Socrates polished off the remainder of his starter and took a satisfyingly large swallow of cheap Bulgarian white. Dry, with a gravelly texture, lemony overtones, fruity underbelly, a long nose and a rare skin condition.

'Suppose you've got a point,' he said. 'Anyway, I always thought that wee Jerry was a pain in the arse, myself. Vicious little bastard. Vicious.'

They were arranged around the table for maximum effect, with regards to the situation of eight men and only three women. Arnie Medlock had free range at Dillinger, with Barney left to stew in his jealousy and pent-up testosterone more than three seats away. Annie Webster had Sammy Gilchrist on one side and Billy Hamilton on the other, and was constantly being dragged between the two. And just to keep them both on edge, she continually sent enticing looks the way of the legendary Barney Thomson – who had so far completely failed to notice. He had caught her eye once, but he'd thought she'd been having trapped-wind trouble. Meanwhile, Ellie Winters was surrounded by Bobby Dear, Fergus Flaherty and Morty Goldman, all of whom were vying for her attention; although Goldman was only doing it in a strange, silent, non-interactive kind of way. They all supposed themselves in with a chance, and despite Winters' general dislike of the opposite sex, fifteen glasses of wine and she could be anyone's. Of the assembled company only Socrates was uninterested. Or perhaps just playing it cool.
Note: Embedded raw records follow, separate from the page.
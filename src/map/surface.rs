// Copyright 2025 Chris Custine
//
// Licensed under the Apache License, Version 2.0 (the "License");
// you may not use this file except in compliance with the License.
// You may obtain a copy of the License at
//
//     http://www.apache.org/licenses/LICENSE-2.0
//
// Unless required by applicable law or agreed to in writing, software
// distributed under the License is distributed on an "AS IS" BASIS,
// WITHOUT WARRANTIES OR CONDITIONS OF ANY KIND, either express or implied.
// See the License for the specific language governing permissions and
// limitations under the License.

use std::collections::BTreeMap;

use geohash_client::{GroupId, LatLng, MapSurface, RenderPrimitive};
use log::warn;

/// In-memory map surface drawn by the walkers plugin.
#[derive(Debug)]
pub struct RenderedMap {
    next_group: u64,
    groups: BTreeMap<GroupId, Vec<RenderPrimitive>>,
    open_popup: Option<(GroupId, usize)>,
    pending_view: Option<(LatLng, f64)>,
    zoom: f64,
}

impl RenderedMap {
    #[must_use]
    pub fn new(zoom: f64) -> Self {
        Self {
            next_group: 0,
            groups: BTreeMap::new(),
            open_popup: None,
            pending_view: None,
            zoom,
        }
    }

    /// Take the viewport change requested since the last frame.
    pub fn take_pending_view(&mut self) -> Option<(LatLng, f64)> {
        self.pending_view.take()
    }

    /// Record the zoom the widget actually shows (the user may have zoomed).
    pub fn sync_zoom(&mut self, zoom: f64) {
        if self.pending_view.is_none() {
            self.zoom = zoom;
        }
    }

    /// Groups in creation order.
    pub fn groups(&self) -> impl Iterator<Item = (GroupId, &[RenderPrimitive])> {
        self.groups.iter().map(|(id, prims)| (*id, prims.as_slice()))
    }

    /// Text of the open popup, if its marker still exists.
    #[must_use]
    pub fn open_popup_text(&self) -> Option<(LatLng, &str)> {
        let (group, index) = self.open_popup?;
        match self.groups.get(&group)?.get(index)? {
            RenderPrimitive::Marker {
                position, popup, ..
            } => Some((*position, popup.as_str())),
            _ => None,
        }
    }
}

impl MapSurface for RenderedMap {
    fn create_group(&mut self) -> GroupId {
        self.next_group += 1;
        let id = GroupId(self.next_group);
        self.groups.insert(id, Vec::new());
        id
    }

    fn add_to_group(&mut self, group: GroupId, primitive: RenderPrimitive) {
        match self.groups.get_mut(&group) {
            Some(primitives) => primitives.push(primitive),
            None => warn!("Dropping primitive for unknown group {:?}", group),
        }
    }

    fn remove_group(&mut self, group: GroupId) {
        self.groups.remove(&group);
        if self.open_popup.is_some_and(|(g, _)| g == group) {
            self.open_popup = None;
        }
    }

    fn open_popup(&mut self, group: GroupId, index: usize) {
        self.open_popup = Some((group, index));
    }

    fn set_view(&mut self, center: LatLng, zoom: f64) {
        self.zoom = zoom;
        self.pending_view = Some((center, zoom));
    }

    fn zoom(&self) -> f64 {
        self.zoom
    }
}

#[cfg(test)]
mod tests {
    use super::*;
    use geohash_client::{PrimitiveStyle, Rgb};

    fn marker(text: &str) -> RenderPrimitive {
        RenderPrimitive::Marker {
            position: LatLng::new(1.0, 2.0),
            popup: text.to_string(),
            style: PrimitiveStyle::marker(Rgb::RED),
        }
    }

    #[test]
    fn test_groups_and_popup() {
        let mut map = RenderedMap::new(10.0);
        let group = map.create_group();
        map.add_to_group(group, marker("a"));
        map.add_to_group(group, marker("b"));
        map.open_popup(group, 1);

        assert_eq!(map.groups().count(), 1);
        assert_eq!(map.open_popup_text(), Some((LatLng::new(1.0, 2.0), "b")));

        map.remove_group(group);
        assert_eq!(map.groups().count(), 0);
        assert_eq!(map.open_popup_text(), None);
    }

    #[test]
    fn test_groups_iterate_in_creation_order() {
        let mut map = RenderedMap::new(10.0);
        let first = map.create_group();
        let second = map.create_group();
        let third = map.create_group();
        map.remove_group(second);

        let ids: Vec<GroupId> = map.groups().map(|(id, _)| id).collect();
        assert_eq!(ids, vec![first, third]);
        assert!(first < third);
    }

    #[test]
    fn test_unknown_group_is_ignored() {
        let mut map = RenderedMap::new(10.0);
        map.add_to_group(GroupId(99), marker("x"));
        assert_eq!(map.groups().count(), 0);
    }

    #[test]
    fn test_pending_view_and_zoom() {
        let mut map = RenderedMap::new(13.0);
        map.set_view(LatLng::new(50.5, 20.5), 10.0);

        // widget zoom does not override a queued view
        map.sync_zoom(13.0);
        assert!((map.zoom() - 10.0).abs() < f64::EPSILON);

        assert_eq!(map.take_pending_view(), Some((LatLng::new(50.5, 20.5), 10.0)));
        assert_eq!(map.take_pending_view(), None);

        map.sync_zoom(12.0);
        assert!((map.zoom() - 12.0).abs() < f64::EPSILON);
    }
}
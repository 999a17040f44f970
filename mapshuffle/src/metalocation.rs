use anyhow::{bail, ensure, Result};
use hashbrown::HashMap;
use hashbrown::HashSet;
use mapshuffle_game::{
    ConnectionType, Feature, FeatureMask, FlagId, LocPos, LocationId, Metascreen, Metatileset,
    Pos, RawScreenId, ScreenCatalog, ScreenId, Uid,
};

/// Far end of an exit: (destination location << 8 | destination pos, destination type).
pub type ExitTarget = (LocPos, ConnectionType);

// Storage offsets of the N, W, S, E neighbors.
const DPOS: [isize; 4] = [-16, -1, 16, 1];

#[derive(Copy, Clone, Debug, PartialEq, Eq, Hash)]
pub enum Dir {
    N = 0,
    W = 1,
    S = 2,
    E = 3,
}

#[derive(Copy, Clone, Debug, PartialEq, Eq)]
pub struct Border {
    pub pos: Pos,
    pub dir: Dir,
    pub screen: Uid,   // Screen at the edge position
    pub neighbor: Uid, // Screen just outside it
    pub exit: bool,    // Whether the neighbor is the exit sentinel
}

/// One location laid out as a grid of screen variants, plus its half of the exit graph.
///
/// The grid is stored with one padding row above and below the logical area: the
/// screen at `pos` lives at index `pos + 16`. Unfilled cells and padding hold the
/// tileset's empty sentinel; padding next to an exit holds the exit sentinel.
#[derive(Clone, Debug)]
pub struct Metalocation<'a> {
    pub id: LocationId,
    pub catalog: &'a ScreenCatalog,
    pub tileset: &'a Metatileset,
    pub custom_flags: HashMap<Pos, FlagId>,
    pub free_flags: HashSet<FlagId>,
    pub(crate) height: usize,
    pub(crate) width: usize,
    pub(crate) screens: Vec<Uid>,
    pub(crate) exits: HashMap<(Pos, ConnectionType), ExitTarget>,
    pub(crate) features: HashMap<Pos, FeatureMask>,
    // Consolidated screens and the raw id they are counted under
    counted: HashMap<Uid, RawScreenId>,
    pub(crate) counts: Option<HashMap<RawScreenId, usize>>,
    pub(crate) filled: usize,
    pos: Vec<Pos>,
    pub(crate) entrance0: Option<ConnectionType>,
    pub(crate) pits: HashMap<Pos, LocPos>,
}

fn all_pos(height: usize, width: usize) -> Vec<Pos> {
    let mut p = vec![];
    for y in 0..height {
        for x in 0..width {
            p.push(y << 4 | x);
        }
    }
    p
}

fn multiset_add(counts: &mut HashMap<RawScreenId, usize>, id: RawScreenId) {
    *counts.entry(id).or_insert(0) += 1;
}

fn multiset_delete(counts: &mut HashMap<RawScreenId, usize>, id: RawScreenId) {
    if let Some(n) = counts.get_mut(&id) {
        *n -= 1;
        if *n == 0 {
            counts.remove(&id);
        }
    }
}
use std::path::Path;

use anyhow::{bail, Context, Result};
use hashbrown::{HashMap, HashSet};
use log::info;
use serde::Deserialize;

use crate::tileset::TilesetData;
use crate::util::sorted_hashmap_iter;
use crate::{
    IndexedVec, Metascreen, Metatileset, RawScreenId, ScreenData, ScreenId, TilesetIdx, Uid,
};

pub const EXIT_SCREEN_NAME: &str = "exit";

#[derive(Deserialize, Default)]
pub struct CatalogData {
    pub tilesets: Vec<TilesetData>,
    pub screens: HashMap<String, ScreenData>,
}

/// Read-only table of every screen variant and tileset, keyed by name.
///
/// Variant ids are assigned in sorted name order, so the same definitions always
/// compile to the same ids.
#[derive(Debug)]
pub struct ScreenCatalog {
    pub screens: Vec<Metascreen>,
    pub tilesets: Vec<Metatileset>,
    pub screen_isv: IndexedVec<String>,
    pub tileset_isv: IndexedVec<String>,
    pub exit: Uid,
}

#[derive(Default)]
pub struct CatalogBuilder {
    data: CatalogData,
}

impl CatalogBuilder {
    pub fn tileset(mut self, tileset: TilesetData) -> Self {
        self.data.tilesets.push(tileset);
        self
    }

    pub fn screen(mut self, name: &str, data: ScreenData) -> Self {
        self.data.screens.insert(name.to_string(), data);
        self
    }

    pub fn build(self) -> Result<ScreenCatalog> {
        ScreenCatalog::from_data(self.data)
    }
}

impl ScreenCatalog {
    pub fn builder() -> CatalogBuilder {
        CatalogBuilder::default()
    }

    pub fn load(path: &Path) -> Result<ScreenCatalog> {
        let s = std::fs::read_to_string(path)
            .with_context(|| format!("Unable to load screen catalog at {}", path.display()))?;
        let catalog = Self::from_json_str(&s)
            .with_context(|| format!("Unable to parse screen catalog at {}", path.display()))?;
        info!(
            "Loaded {} screens in {} tilesets from {}",
            catalog.screens.len(),
            catalog.tilesets.len(),
            path.display()
        );
        Ok(catalog)
    }

    pub fn from_json_str(s: &str) -> Result<ScreenCatalog> {
        let data: CatalogData = serde_json::from_str(s)?;
        Self::from_data(data)
    }

    pub fn from_data(mut data: CatalogData) -> Result<ScreenCatalog> {
        if !data.screens.contains_key(EXIT_SCREEN_NAME) {
            data.screens.insert(
                EXIT_SCREEN_NAME.to_string(),
                ScreenData {
                    id: ScreenId::Alias(0),
                    ..Default::default()
                },
            );
        }

        let mut tileset_isv: IndexedVec<String> = IndexedVec::default();
        for t in &data.tilesets {
            if tileset_isv.index_by_key.contains_key(&t.name) {
                bail!("Duplicate tileset {}", t.name);
            }
            tileset_isv.add(&t.name);
        }

        let mut screen_isv: IndexedVec<String> = IndexedVec::default();
        let mut screens: Vec<Metascreen> = vec![];
        let mut members: Vec<Vec<Uid>> = vec![vec![]; data.tilesets.len()];
        for (name, screen_data) in sorted_hashmap_iter(&data.screens) {
            let uid = screen_isv.add(name);
            for t in &screen_data.tilesets {
                let Some(&idx) = tileset_isv.index_by_key.get(t) else {
                    bail!("Unknown tileset {} for screen {}", t, name);
                };
                members[idx].push(uid);
            }
            screens.push(Metascreen::new(uid, name, screen_data.clone())?);
        }
        let exit = screen_isv.index_by_key[EXIT_SCREEN_NAME];

        let mut tilesets: Vec<Metatileset> = vec![];
        for (idx, t) in data.tilesets.iter().enumerate() {
            let member_screens: Vec<&Metascreen> = members[idx]
                .iter()
                .filter(|&&uid| uid != exit)
                .map(|&uid| &screens[uid])
                .collect();
            let Some(empty) = member_screens.iter().find(|s| s.is_empty()).map(|s| s.uid) else {
                bail!("No empty screen for {}", t.name);
            };
            let lookup = |name: &String| -> Result<Uid> {
                screen_isv
                    .index_by_key
                    .get(name)
                    .copied()
                    .with_context(|| format!("Unknown screen {} in tileset {}", name, t.name))
            };
            let mut banned: [HashSet<(Uid, Uid)>; 2] = Default::default();
            for (a, b) in &t.banned_vertical {
                banned[0].insert((lookup(a)?, lookup(b)?));
            }
            for (a, b) in &t.banned_horizontal {
                banned[1].insert((lookup(a)?, lookup(b)?));
            }
            tilesets.push(Metatileset::new(
                idx,
                t,
                member_screens,
                empty,
                &screens[exit],
                banned,
            ));
        }

        Ok(ScreenCatalog {
            screens,
            tilesets,
            screen_isv,
            tileset_isv,
            exit,
        })
    }

    pub fn screen(&self, uid: Uid) -> &Metascreen {
        &self.screens[uid]
    }

    pub fn by_name(&self, name: &str) -> Option<&Metascreen> {
        self.screen_isv
            .index_by_key
            .get(name)
            .map(|&uid| &self.screens[uid])
    }

    pub fn tileset(&self, idx: TilesetIdx) -> &Metatileset {
        &self.tilesets[idx]
    }

    pub fn tileset_by_name(&self, name: &str) -> Option<&Metatileset> {
        self.tileset_isv
            .index_by_key
            .get(name)
            .map(|&idx| &self.tilesets[idx])
    }

    /// All variants of raw screen `raw` across every tileset sharing the raw tileset id.
    pub fn get_by_id(&self, raw: RawScreenId, tileset_id: u8) -> Vec<&Metascreen> {
        let mut uids: Vec<Uid> = vec![];
        for ts in &self.tilesets {
            if ts.tileset_id != tileset_id {
                continue;
            }
            for &uid in ts.get_metascreens(raw) {
                if !uids.contains(&uid) {
                    uids.push(uid);
                }
            }
        }
        uids.sort();
        uids.into_iter().map(|uid| &self.screens[uid]).collect()
    }
}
The dining room was hung with huge pictures of boring men in red riding jackets and austere women with that
I've been standing here for fifteen hours in this enormous dress; I'm starving, I'm dying for a pee, I could kill for a Marlboro Light, and I can't wait to be emancipated
look on their faces. The cornices had been carved by master craftsmen of old – craftsmen for whom angels sang and elves wove spells of necromancy and magic, and who had been smoking large quantities of drugs. The sideboard was bedecked with crystal and silver, the dining table was large and opulent, the drapes thick velvet, the fireplace sixteenth-century Venetian; a chandelier hung above the table, lights sparkling in opalescence. A Christmas tree, decorated as if by Cary Grant in
The Bishop's Wife
, shone in the corner.

'Fucking flash gaffe this, i'n't it?' said Socrates, for he was a man who needed conversation.

'Aye,' said Barney after a while, the question again taking its time to penetrate.

'You seem distracted, mate,' said Socrates.

Barney nodded and pushed the remainder of his starter away from him. Arnie Medlock was on the verge of success. He could tell. The two of them were almost smooching. If they started that up, Barney might as well go home; a walk to the nearest bus station, however far it was in the pouring rain, and he could be gone. No problem.

'Fancy our Katie, do you?' said Socrates, following the doleful look of Barney across the great expanse of the table to the far side of the room. Barney was no longer one for bullshit and lies. Not after all he'd been through.

'Aye,' he said. 'I do.'

'Well go for it, then, Big Man.'

Barney turned to look at Socrates, gestured up the table at the two of them, Dillinger whispering some seeming affection in Medlock's ear, and shrugged his shoulders.

'Ach, don't you worry about that, Big Man,' said Socrates. 'Medlock's full of shite. Always makes his move every year, never gets anywhere. Reckon Katie's a lesbo myself, which doesn't do you much good either, but at least Medlock won't be feasting on her the night, know what I mean? So I think you just ought to charge in there and take control. You're a hard bastard, mate, are you no'? I've read all about you in the papers.'

Barney gave him a sideways glance. If only he'd known. But then maybe he'd get more respect from these people if they believed all that nonsense.

'What about Medlock?' he said. 'What's he doing here?'

Socrates snorted into his wineglass.

'That big poof? Shagged a couple of farmer birds, their blokes came after him, and he did the business. Cut one of the guy's testicles off, then left the bloke bound and gagged in some deserted house in a scheme on the edge of Springburn. Couple of council workers found him six months later. Arnie had stemmed the flow of the guy's blood from his gonads, so he died of starvation or some shite like yon.' Barney swallowed. 'And he just clean chopped the other guy's head off with an axe. He'd just been watching
Highlander
apparently, so he was into all that decapitation stuff. Then he mashed up the bastard's body and fed it to the pigs.'

Barney swallowed again.

'And how long'd he get?'

Socrates finished off his wine and reached once more for the carafe.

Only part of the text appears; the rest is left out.